However, in an embodiment of the present invention, the copper
plating wire to form the copper electroplated layer 1140 may
consist of the electroless copper plated layer 1130.
[0071] In FIG. 4g, to remove the unnecessary copper plated layer,
the surface of the copper plated layer composed of the electroless
copper plated layer 1130 and the copper electroplated layer 1140 is
polished until the insulating layer 1120 is exposed, thereby
forming the second circuit pattern composed of the plated copper
1131 and 1141 and the via hole composed of the plated copper 1132
and 1142 (S170).
[0072] The surface polishing process is exemplified by
chemical-mechanical polishing to polish the surface of the plated
layer using a chemical reaction and mechanical polishing. In the
chemical-mechanical polishing, the substrate in contact with a
polishing pad is supplied with a polishing slurry, whereby the
surface of the substrate is chemically reacted and, simultaneously,
is physically flattened by the motion of a polishing table,
equipped with a polishing pad, relative to a polishing head to hold
the substrate.
[0073] Thereafter, laminating the insulating layer, imprinting the
tool foil on the insulating layer, forming the via hole, forming
the electroless copper plated layer, forming the copper
electroplated layer and polishing the surface of the plated layer
are repeatedly performed until the desired number of layers is
obtained. Subsequently, forming a solder resist, nickel/gold
plating and forming an outer appearance are further performed, thus
fabricating a PCB 1000, according to an embodiment of the present
invention.
[0074] FIGS. 5a to 5g are sectional views sequentially showing a
process of fabricating a PCB, according to another embodiment of
the present invention. In the drawings, it is noted that although
one surface of the PCB is processed, both surfaces of the PCB are
actually processed.
[0075] In FIG. 5a, a base substrate 2110, which is a CCL having an
insulating layer 2111 and a first circuit pattern 2112 and a lower
land 2113 for a via hole formed on the insulating layer 2111, is
prepared, and a semi-cured insulating layer 2120 is laminated on
the base substrate 2110. Then, a tool foil 2200 having a negative
pattern is matched to the insulating layer 2120 on the base
substrate 2110 (S110). As such, the negative pattern includes a
predetermined pattern 2210 corresponding to a second circuit
pattern.
[0076] In the drawing, although the base substrate 2110 having the
circuit layer on one surface thereof is shown, the base substrate
2110 having a multi-layer structure in which a predetermined inner
circuit pattern and a via hole are formed may be used, depending on
the end purpose.
[0077] In an embodiment, a release film may be attached to the
surface of the negative circuit pattern of the tool foil 2200 to
easily remove the tool foil 2200 from the insulating layer
2120.
[0078] In FIG. 5b, the tool foil 2200 having the negative pattern
is imprinted on the insulating layer 2120 on the base substrate
2110 (S120).
[0079] In FIG. 5c, the tool foil 2200 is removed from the
insulating layer 2120, whereby recesses 2121 for the second circuit
pattern are formed in the insulating layer 2120. Subsequently, the
insulating layer 2120 having the recesses 2121 is cured using
ultraviolet rays or heat (S130).
[0080] In an embodiment, while the tool foil 2200 is imprinted on
the insulating layer 2120 (S120), the insulating layer 2120 or the
tool foil 2200 is sufficiently heated, so that the semi-cured
insulating layer 2120 is cured.
[0081] In another embodiment, while the tool foil 2200 is imprinted
on the insulating layer 2120 (S120), the insulating layer 2120 or
the tool foil 2200 is sufficiently heated to temporarily cure the
semi-cured insulating layer 2120, after which the insulating layer
2120 is cured using ultraviolet rays or heat (S130).

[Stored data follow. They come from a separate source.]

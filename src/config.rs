// src/config.rs
//! Конфигурация генерации тактической карты
//!
//! Этот модуль определяет все параметры, управляющие процедурной генерацией:
//! - Контекст карты (биом, высотная зона, гидрология, освоенность, сезон)
//! - Настраиваемые множители слоёв (изрезанность, обилие воды, плотность растительности)
//! - Контрактные диапазоны значений и их валидацию
//!
//! Все структуры поддерживают сериализацию в TOML/JSON для удобной настройки
//! через конфигурационные файлы. Проверки диапазонов выполняются до запуска
//! конвейера: ядро генерации никогда не видит недопустимых значений.

use rand::{Rng, SeedableRng};
use rand_chacha::ChaCha8Rng;
use serde::{Deserialize, Serialize};
use std::fs;

use crate::error::GenerationError;
use crate::seed::{MapSeed, layer};

/// Минимальная сторона карты в тайлах
pub const MIN_MAP_SIDE: usize = 10;
/// Максимальная сторона карты в тайлах
pub const MAX_MAP_SIDE: usize = 200;
/// Размер тайла в футах
pub const TILE_SIZE_FT: f32 = 5.0;

/// Проверяет контрактный диапазон размеров [10, 200]
pub fn validate_dimensions(width: usize, height: usize) -> Result<(), GenerationError> {
    if (MIN_MAP_SIDE..=MAX_MAP_SIDE).contains(&width)
        && (MIN_MAP_SIDE..=MAX_MAP_SIDE).contains(&height)
    {
        Ok(())
    } else {
        Err(GenerationError::InvalidDimensions { width, height })
    }
}

/// Биом карты
///
/// Определяет набор геологических формаций-кандидатов и базовую плотность
/// растительности.
#[derive(Debug, Clone, Copy, PartialEq, Eq, Serialize, Deserialize, Default)]
pub enum Biome {
    #[default]
    Forest,
    Grassland,
    Desert,
    Mountain,
    Swamp,
    Tundra,
}

impl Biome {
    /// Базовая доля тайлов под деревьями до учёта влаги и множителей
    #[must_use]
    pub fn base_tree_density(self) -> f32 {
        match self {
            Biome::Forest => 0.65,
            Biome::Grassland => 0.12,
            Biome::Desert => 0.03,
            Biome::Mountain => 0.20,
            Biome::Swamp => 0.45,
            Biome::Tundra => 0.06,
        }
    }
}

/// Высотная зона: сколько вертикального рельефа достаётся карте
#[derive(Debug, Clone, Copy, PartialEq, Eq, Serialize, Deserialize, Default)]
pub enum ElevationZone {
    Lowland,
    #[default]
    Foothills,
    Highland,
    Alpine,
}

impl ElevationZone {
    /// Множитель перепада высот: низина 0.3 → высокогорье 1.0
    #[must_use]
    pub fn relief_multiplier(self) -> f32 {
        match self {
            ElevationZone::Lowland => 0.3,
            ElevationZone::Foothills => 0.55,
            ElevationZone::Highland => 0.75,
            ElevationZone::Alpine => 1.0,
        }
    }
}

/// Тип гидрологии: от безводной до заболоченной
#[derive(Debug, Clone, Copy, PartialEq, Eq, Serialize, Deserialize, Default)]
pub enum HydrologyType {
    Arid,
    Seasonal,
    #[default]
    Stream,
    River,
    Lake,
    Wetland,
}

impl HydrologyType {
    /// Климатическая влажность для модели эрозии и влаги почвы:
    /// аридный климат 0.3 → болото 1.0
    #[must_use]
    pub fn wetness(self) -> f32 {
        match self {
            HydrologyType::Arid => 0.3,
            HydrologyType::Seasonal => 0.5,
            HydrologyType::Stream => 0.65,
            HydrologyType::River => 0.8,
            HydrologyType::Lake => 0.85,
            HydrologyType::Wetland => 1.0,
        }
    }
}

/// Уровень освоенности территории
#[derive(Debug, Clone, Copy, PartialEq, Eq, Serialize, Deserialize, Default)]
pub enum DevelopmentLevel {
    #[default]
    Wilderness,
    Frontier,
    Rural,
    Settled,
}

impl DevelopmentLevel {
    /// Максимум поселений на карте
    #[must_use]
    pub fn settlement_budget(self) -> usize {
        match self {
            DevelopmentLevel::Wilderness => 0,
            DevelopmentLevel::Frontier => 1,
            DevelopmentLevel::Rural => 2,
            DevelopmentLevel::Settled => 4,
        }
    }

    /// Построек вокруг одного поселения
    #[must_use]
    pub fn buildings_per_settlement(self) -> usize {
        match self {
            DevelopmentLevel::Wilderness => 0,
            DevelopmentLevel::Frontier => 2,
            DevelopmentLevel::Rural => 4,
            DevelopmentLevel::Settled => 7,
        }
    }
}

/// Сезон: влияет на крону деревьев и глубину воды
#[derive(Debug, Clone, Copy, PartialEq, Eq, Serialize, Deserialize, Default)]
pub enum Season {
    Spring,
    #[default]
    Summer,
    Autumn,
    Winter,
}

impl Season {
    /// Сезонный множитель плотности кроны
    #[must_use]
    pub fn canopy_modifier(self) -> f32 {
        match self {
            Season::Spring => 0.9,
            Season::Summer => 1.0,
            Season::Autumn => 0.8,
            Season::Winter => 0.6,
        }
    }

    /// Сезонный множитель глубины воды (весеннее половодье, зимняя межень)
    #[must_use]
    pub fn water_modifier(self) -> f32 {
        match self {
            Season::Spring => 1.2,
            Season::Summer => 1.0,
            Season::Autumn => 1.0,
            Season::Winter => 0.7,
        }
    }
}

/// Контекст генерируемой карты
///
/// Либо задаётся явно, либо детерминированно выводится из сида
/// ([`TacticalMapContext::derive`]). Неизменяемое значение.
#[derive(Debug, Clone, Copy, PartialEq, Eq, Serialize, Deserialize, Default)]
pub struct TacticalMapContext {
    #[serde(default)]
    pub biome: Biome,
    #[serde(default)]
    pub elevation_zone: ElevationZone,
    #[serde(default)]
    pub hydrology_type: HydrologyType,
    #[serde(default)]
    pub development_level: DevelopmentLevel,
    #[serde(default)]
    pub season: Season,
}

impl TacticalMapContext {
    /// Детерминированно выводит контекст из сида
    #[must_use]
    pub fn derive(seed: MapSeed) -> Self {
        let mut rng = ChaCha8Rng::seed_from_u64(seed.layer_seed(layer::CONTEXT));
        let biome = match rng.gen_range(0..6) {
            0 => Biome::Forest,
            1 => Biome::Grassland,
            2 => Biome::Desert,
            3 => Biome::Mountain,
            4 => Biome::Swamp,
            _ => Biome::Tundra,
        };
        let elevation_zone = match rng.gen_range(0..4) {
            0 => ElevationZone::Lowland,
            1 => ElevationZone::Foothills,
            2 => ElevationZone::Highland,
            _ => ElevationZone::Alpine,
        };
        let hydrology_type = match rng.gen_range(0..6) {
            0 => HydrologyType::Arid,
            1 => HydrologyType::Seasonal,
            2 => HydrologyType::Stream,
            3 => HydrologyType::River,
            4 => HydrologyType::Lake,
            _ => HydrologyType::Wetland,
        };
        let development_level = match rng.gen_range(0..4) {
            0 => DevelopmentLevel::Wilderness,
            1 => DevelopmentLevel::Frontier,
            2 => DevelopmentLevel::Rural,
            _ => DevelopmentLevel::Settled,
        };
        let season = match rng.gen_range(0..4) {
            0 => Season::Spring,
            1 => Season::Summer,
            2 => Season::Autumn,
            _ => Season::Winter,
        };
        Self {
            biome,
            elevation_zone,
            hydrology_type,
            development_level,
            season,
        }
    }
}

/// Настройки рельефа
#[derive(Debug, Clone, Copy, Serialize, Deserialize, PartialEq)]
pub struct TopographyConfig {
    /// Изрезанность рельефа:
    /// - `0.5` → сглаженный старый рельеф, доминирует общий уклон,
    /// - `1.0` → нейтрально,
    /// - `2.0` → резкие тактические формы, сглаживание отключено.
    #[serde(default = "default_multiplier")]
    pub ruggedness: f32,
}

impl Default for TopographyConfig {
    fn default() -> Self {
        Self { ruggedness: 1.0 }
    }
}

impl TopographyConfig {
    pub fn validate(&self) -> Result<(), GenerationError> {
        check_range("topography.ruggedness", self.ruggedness, 0.5, 2.0)
    }
}

/// Настройки гидрологии
#[derive(Debug, Clone, Copy, Serialize, Deserialize, PartialEq)]
pub struct HydrologyConfig {
    /// Обилие воды: снижает пороги появления ручьёв и родников
    #[serde(default = "default_multiplier")]
    pub water_abundance: f32,
}

impl Default for HydrologyConfig {
    fn default() -> Self {
        Self {
            water_abundance: 1.0,
        }
    }
}

impl HydrologyConfig {
    pub fn validate(&self) -> Result<(), GenerationError> {
        check_range("hydrology.water_abundance", self.water_abundance, 0.5, 2.0)
    }
}

/// Настройки растительности
#[derive(Debug, Clone, Copy, Serialize, Deserialize, PartialEq)]
pub struct VegetationConfig {
    /// Плотность растительности (0.0 = голая карта, 2.0 = максимум)
    #[serde(default = "default_multiplier")]
    pub density: f32,
}

impl Default for VegetationConfig {
    fn default() -> Self {
        Self { density: 1.0 }
    }
}

impl VegetationConfig {
    pub fn validate(&self) -> Result<(), GenerationError> {
        check_range("vegetation.density", self.density, 0.0, 2.0)
    }
}

fn default_multiplier() -> f32 {
    1.0
}

fn check_range(
    name: &'static str,
    value: f32,
    min: f32,
    max: f32,
) -> Result<(), GenerationError> {
    if (min..=max).contains(&value) {
        Ok(())
    } else {
        Err(GenerationError::InvalidConfig {
            name,
            value,
            min,
            max,
        })
    }
}

/// Основные параметры генерации одной карты
///
/// Полная конфигурация запроса. Поддерживает загрузку из TOML-файлов.
#[derive(Debug, Clone, Serialize, Deserialize)]
pub struct GenerationParams {
    /// Сид генератора (число или строка, детерминированная генерация)
    pub seed: MapSeed,

    /// Ширина карты в тайлах (по умолчанию 50)
    #[serde(default = "default_side")]
    pub width: usize,

    /// Высота карты в тайлах (по умолчанию 50)
    #[serde(default = "default_side")]
    pub height: usize,

    /// Контекст карты; если не задан — выводится из сида
    #[serde(default)]
    pub context: Option<TacticalMapContext>,

    /// Настройки рельефа
    #[serde(default)]
    pub topography: TopographyConfig,

    /// Настройки гидрологии
    #[serde(default)]
    pub hydrology: HydrologyConfig,

    /// Настройки растительности
    #[serde(default)]
    pub vegetation: VegetationConfig,
}

fn default_side() -> usize {
    50
}

impl GenerationParams {
    /// Загружает параметры из TOML-файла
    ///
    /// # Ошибки
    /// Возвращает ошибку, если файл не найден или содержит недопустимый формат.
    ///
    /// # Пример
    /// ```toml
    /// # map.toml
    /// seed = "forest-ambush"
    /// width = 40
    /// height = 30
    ///
    /// [context]
    /// biome = "Forest"
    /// hydrology_type = "Stream"
    /// ```
    pub fn from_toml_file(path: &str) -> Result<Self, Box<dyn std::error::Error>> {
        let contents = fs::read_to_string(path)?;
        let params: Self = toml::from_str(&contents)?;
        Ok(params)
    }

    /// Проверяет размеры и все множители до запуска конвейера
    pub fn validate(&self) -> Result<(), GenerationError> {
        validate_dimensions(self.width, self.height)?;
        self.topography.validate()?;
        self.hydrology.validate()?;
        self.vegetation.validate()?;
        Ok(())
    }

    /// Контекст запроса: явный или выведенный из сида
    #[must_use]
    pub fn resolved_context(&self) -> TacticalMapContext {
        self.context
            .unwrap_or_else(|| TacticalMapContext::derive(self.seed))
    }
}

#[cfg(test)]
mod tests {
    use super::*;

    #[test]
    fn dimensions_contract() {
        assert!(validate_dimensions(10, 200).is_ok());
        assert!(validate_dimensions(9, 50).is_err());
        assert!(validate_dimensions(50, 201).is_err());
    }

    #[test]
    fn config_ranges() {
        assert!(TopographyConfig { ruggedness: 0.5 }.validate().is_ok());
        assert!(TopographyConfig { ruggedness: 2.1 }.validate().is_err());
        assert!(
            HydrologyConfig {
                water_abundance: 0.4
            }
            .validate()
            .is_err()
        );
        assert!(VegetationConfig { density: 0.0 }.validate().is_ok());
        assert!(VegetationConfig { density: -0.1 }.validate().is_err());
    }

    #[test]
    fn derived_context_is_deterministic() {
        let seed = MapSeed::from_phrase("context-seed");
        assert_eq!(
            TacticalMapContext::derive(seed),
            TacticalMapContext::derive(seed)
        );
    }

    #[test]
    fn params_from_toml_defaults() {
        let params: GenerationParams = toml::from_str("seed = 7").unwrap();
        assert_eq!(params.width, 50);
        assert_eq!(params.topography.ruggedness, 1.0);
        assert!(params.context.is_none());
    }
}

[0082] In FIG. 5d, the insulating layer 2120 is processed using a
laser, to form a via hole 2122 for circuit connection between the
layers. Then, a desmearing process is conducted to remove a smear
created on the inner wall of the via hole 2122 by the insulating
layer 2120 melted due to heat generated upon formation of the via
hole 2122 (S140).
[0083] Used in the present invention, the laser includes, for
example, a YAG laser or a CO.sub.2 laser.
[0084] In FIG. 5e, to electrically connect the layers and form the
circuit pattern on the insulating layer 2120, an electroless copper
plated layer 2130 is formed on the insulting layer 2120, the
recesses 2121 for the second circuit pattern, and the inner wall of
the via hole 2122 (S150).
[0085] In such a case, the electroless copper plated layer 2130 is
formed using catalyst deposition or sputtering.
[0086] In FIG. 5f, to fill the recesses 2121 for the second circuit
pattern and the via hole 2122 with a conductive material, a copper
electroplated layer 2140 is formed on the entire surface of the
electroless copper plated layer 2130 (S160).
[0087] As such, the copper electroplated layer 2140 is formed in
such a way that the substrate is dipped into a copper
electroplating bath to perform copper electroplating using a DC
rectifier, in which the plating area is calculated and a
predetermined current required to plate the calculated plating area
is applied using the DC rectifier to deposit copper.
[0088] In an embodiment, the copper plating wire to form the copper
electroplated layer 2140 may consist of the electroless copper
plated layer 2130.
[0089] In FIG. 5g, to remove the unnecessary copper plated layer,
the surface of the copper plated layer composed of the electroless
copper plated layer 2130 and the copper electroplated layer 2140 is
polished using chemical-mechanical polishing until the insulating
layer 2120 is exposed, thereby forming the second circuit pattern
composed of the plated copper 2131 and 2141 and the via hole
composed of the plated copper 2132 and 2142 (S170).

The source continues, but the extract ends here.